Governor Nguyen Thi Hong believes that early intervention with support measures such as special loans at 0% interest is necessary to prevent banks from experiencing mass withdrawals of funds.
The draft Law on Credit Institutions (amended), submitted to the National Assembly this time, adds a provision allowing the State Bank of Vietnam to intervene early in credit institutions.
Accordingly, banks are eligible for early intervention when they experience mass withdrawals leading to insolvency, or when they fail to maintain their solvency and capital adequacy ratios for 3 and 6 consecutive months, respectively, and have accumulated losses exceeding 20% of their charter capital and reserves. One of the measures applied to this group is special lending, without collateral, at a 0% annual interest rate from the State Bank of Vietnam, the Deposit Insurance Corporation, and other banks.
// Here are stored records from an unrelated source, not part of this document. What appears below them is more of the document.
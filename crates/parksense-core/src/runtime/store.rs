// crates/parksense-core/src/runtime/store.rs
// ============================================================================
// Module: ParkSense In-Memory Session Store
// Description: Simple in-memory session store for tests and embedding hosts.
// Purpose: Provide a deterministic session adapter without external deps.
// Dependencies: crate::core, crate::interfaces
// ============================================================================

//! ## Overview
//! This module provides an in-memory implementation of [`SessionStore`].
//! Clones share the same facts, so a host (or a test) can keep a handle and
//! observe the removal of the assigned slot after a release.

// ============================================================================
// SECTION: Imports
// ============================================================================

use std::collections::BTreeMap;
use std::sync::Arc;
use std::sync::Mutex;

use crate::core::SessionKey;
use crate::interfaces::SessionError;
use crate::interfaces::SessionStore;

// ============================================================================
// SECTION: In-Memory Store
// ============================================================================

/// In-memory session store.
#[derive(Debug, Default, Clone)]
pub struct InMemorySessionStore {
    /// Session facts protected by a mutex.
    facts: Arc<Mutex<BTreeMap<SessionKey, String>>>,
}

impl InMemorySessionStore {
    /// Creates an empty session store.
    #[must_use]
    pub fn new() -> Self {
        Self {
            facts: Arc::new(Mutex::new(BTreeMap::new())),
        }
    }

    /// Returns the store with `key` set to `value`.
    #[must_use]
    pub fn with_fact(self, key: SessionKey, value: impl Into<String>) -> Self {
        if let Ok(mut guard) = self.facts.lock() {
            guard.insert(key, value.into());
        }
        self
    }

    /// Writes a session fact, as the sign-in and booking flows do.
    ///
    /// # Errors
    ///
    /// Returns [`SessionError`] when the store mutex is poisoned.
    pub fn insert(&self, key: SessionKey, value: impl Into<String>) -> Result<(), SessionError> {
        self.facts
            .lock()
            .map_err(|_| SessionError::Store("session store mutex poisoned".to_string()))?
            .insert(key, value.into());
        Ok(())
    }

    /// Returns true when `key` holds a value.
    #[must_use]
    pub fn contains(&self, key: SessionKey) -> bool {
        self.facts.lock().is_ok_and(|guard| guard.contains_key(&key))
    }
}

impl SessionStore for InMemorySessionStore {
    fn get(&self, key: SessionKey) -> Result<Option<String>, SessionError> {
        let guard = self
            .facts
            .lock()
            .map_err(|_| SessionError::Store("session store mutex poisoned".to_string()))?;
        Ok(guard.get(&key).cloned())
    }

    fn remove(&self, key: SessionKey) -> Result<(), SessionError> {
        self.facts
            .lock()
            .map_err(|_| SessionError::Store("session store mutex poisoned".to_string()))?
            .remove(&key);
        Ok(())
    }
}
// crates/parksense-core/src/core/allocation.rs
// ============================================================================
// Module: ParkSense Allocation State
// Description: The signed-in user's current slot booking and display facts.
// Purpose: Hold the projection of session facts taken at hydration time.
// Dependencies: crate::core::identifiers, serde
// ============================================================================

//! ## Overview
//! An [`Allocation`] is built once per load from session facts. The core never
//! creates a booking; the only mutation is clearing the slot after the remote
//! authority confirms a release.

// ============================================================================
// SECTION: Imports
// ============================================================================

use serde::Serialize;

use crate::core::identifiers::SlotId;

// ============================================================================
// SECTION: Allocation
// ============================================================================

/// Current booking of the signed-in user.
///
/// # Invariants
/// - `slot_id`, when present, names a slot of the lot layout.
/// - `car_number` and `phone_number` are display strings and are not validated.
#[derive(Debug, Clone, PartialEq, Eq, Serialize)]
pub struct Allocation {
    /// Allocated slot, if any.
    slot_id: Option<SlotId>,
    /// Car registration shown next to the allocated slot.
    car_number: String,
    /// Phone number of the signed-in user.
    phone_number: String,
}

impl Allocation {
    /// Creates an allocation from hydrated session facts.
    #[must_use]
    pub fn new(
        slot_id: Option<SlotId>,
        car_number: impl Into<String>,
        phone_number: impl Into<String>,
    ) -> Self {
        Self {
            slot_id,
            car_number: car_number.into(),
            phone_number: phone_number.into(),
        }
    }

    /// Returns the allocated slot, if any.
    #[must_use]
    pub const fn slot_id(&self) -> Option<&SlotId> {
        self.slot_id.as_ref()
    }

    /// Returns true when a slot is allocated.
    #[must_use]
    pub const fn has_slot(&self) -> bool {
        self.slot_id.is_some()
    }

    /// Returns the car number.
    #[must_use]
    pub fn car_number(&self) -> &str {
        &self.car_number
    }

    /// Returns the phone number.
    #[must_use]
    pub fn phone_number(&self) -> &str {
        &self.phone_number
    }

    /// Drops the slot after a confirmed release.
    pub(crate) const fn clear_slot(&mut self) -> Option<SlotId> {
        self.slot_id.take()
    }
}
During a discussion on June 10th, Mr. Pham Van Hoa ( Dong Thap province ) suggested clarifying the extent to which mass withdrawals require intervention from the State Bank of Vietnam. This is to ensure transparency, timeliness, and avoid risks similar to the mass withdrawal incident at Saigon Commercial Bank (SCB) last October.
In her subsequent explanation, State Bank Governor Nguyen Thi Hong stated that while current law allows for early intervention, the one-year timeframe and lack of accompanying support measures make implementation difficult in practice. For example, in the case of SCB, other credit institutions wanted to provide support, but the law doesn't specify it, so "they didn't dare because it involves the risks associated with the loans."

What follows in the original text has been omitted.